The Ocean Liner

Written by Marius Gabriel
Review by Jasmina Svenne

When American liner SS Manhattan sets sail for New York from war-torn Europe in 1939, it is crammed with refugees and returning Americans. Jewish cousins Masha and Rachel Morgenstern are fleeing the persecution that may have already overtaken their loved ones. Composer Igor Stravinsky, worn out by illness and bereavement, is not sure he wants to go at all, while philandering conductor Toscanini has defied the Fascist regime once too often, but feels lost without his long-suffering wife Carla. Meanwhile Rose Kennedy, wife of the US Ambassador to the UK, is striving to manage her large brood, while her husband’s career threatens to fall apart. This is partly due to his anti-war, pro-Hitler stance and partly because of the uninhibited behaviour of oldest daughter Rosemary, whose beauty and vivacity mask a secret. Then there is Thomas, teenage member of the Hitler Youth, heading for the World’s Fair and hiding a secret that could imperil his life.

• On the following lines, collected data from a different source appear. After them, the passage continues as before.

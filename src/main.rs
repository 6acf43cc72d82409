//! Bookshelf Server - Library Catalog
//!
//! REST API server for the book catalog.

use std::{net::SocketAddr, sync::Arc};

use anyhow::Context;
use tracing_subscriber::{layer::SubscriberExt, util::SubscriberInitExt};

use bookshelf_server::{
    api,
    config::{AppConfig, StorageBackend},
    repository::{BookRepository, InMemoryBookRepository, PgBookRepository},
    services::Services,
    AppState,
};

#[tokio::main]
async fn main() -> anyhow::Result<()> {
    // Load environment variables from .env file
    dotenvy::dotenv().ok();

    let config = AppConfig::load().context("Failed to load configuration")?;

    init_tracing(&config);

    tracing::info!("Starting Bookshelf Server v{}", env!("CARGO_PKG_VERSION"));

    // Storage is required: refuse to start without it
    let repository: Arc<dyn BookRepository> = match config.database.backend {
        StorageBackend::Postgres => match PgBookRepository::connect(&config.database).await {
            Ok(repository) => Arc::new(repository),
            Err(e) => {
                tracing::error!("Failed to connect to database: {:#}", e);
                return Err(e.context("Failed to connect to database"));
            }
        },
        StorageBackend::Memory => {
            tracing::warn!("Using in-memory storage; books are lost on restart");
            Arc::new(InMemoryBookRepository::new())
        }
    };

    let services = Services::new(repository, config.database.timeout());
    let state = AppState::new(services);

    let app = api::create_router(state.clone());

    let addr = SocketAddr::new(
        config
            .server
            .host
            .parse()
            .with_context(|| format!("Invalid host address: {}", config.server.host))?,
        config.server.port,
    );

    tracing::info!("Server listening on http://{}", addr);

    let listener = tokio::net::TcpListener::bind(addr).await?;
    axum::serve(listener, app)
        .with_graceful_shutdown(shutdown_signal())
        .await?;

    state.services.books.shutdown().await;
    tracing::info!("Server shutdown complete");

    Ok(())
}

fn init_tracing(config: &AppConfig) {
    let filter = tracing_subscriber::EnvFilter::try_from_default_env().unwrap_or_else(|_| {
        format!("bookshelf_server={},tower_http=debug", config.logging.level).into()
    });

    let registry = tracing_subscriber::registry().with(filter);
    if config.logging.format == "json" {
        registry.with(tracing_subscriber::fmt::layer().json()).init();
    } else {
        registry.with(tracing_subscriber::fmt::layer()).init();
    }
}

async fn shutdown_signal() {
    let ctrl_c = async {
        if let Err(e) = tokio::signal::ctrl_c().await {
            tracing::error!("Failed to install Ctrl+C handler: {}", e);
            std::future::pending::<()>().await;
        }
    };

    #[cfg(unix)]
    let terminate = async {
        match tokio::signal::unix::signal(tokio::signal::unix::SignalKind::terminate()) {
            Ok(mut signal) => {
                signal.recv().await;
            }
            Err(e) => {
                tracing::error!("Failed to install SIGTERM handler: {}", e);
                std::future::pending::<()>().await;
            }
        }
    };

    #[cfg(not(unix))]
    let terminate = std::future::pending::<()>();

    tokio::select! {
        _ = ctrl_c => {},
        _ = terminate => {},
    }

    tracing::info!("Shutdown signal received, starting graceful shutdown");
}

What none of them knows is that German U-boat U-113 is lurking in the Atlantic and that its fanatical captain will stop at nothing…

This is one of those rare things – an ensemble novel that actually works. Usually having so many protagonists (I haven’t listed them all) means that there are some flat characters or dull plotlines. Here the characters are all well delineated and it is possible to sympathise even with their flaws – Rachel’s spikiness, Toscanini’s philandering – which in less skilled hands could have reduced them to stereotypes. The one thing I question is the positioning of the dramatic climax. Although the “what happened next” chapters are well written and moving, some of the narrative drive is lost once the peril is past. Nonetheless, this is a novel worth reading as a microcosm of many of the issues connected with World War II.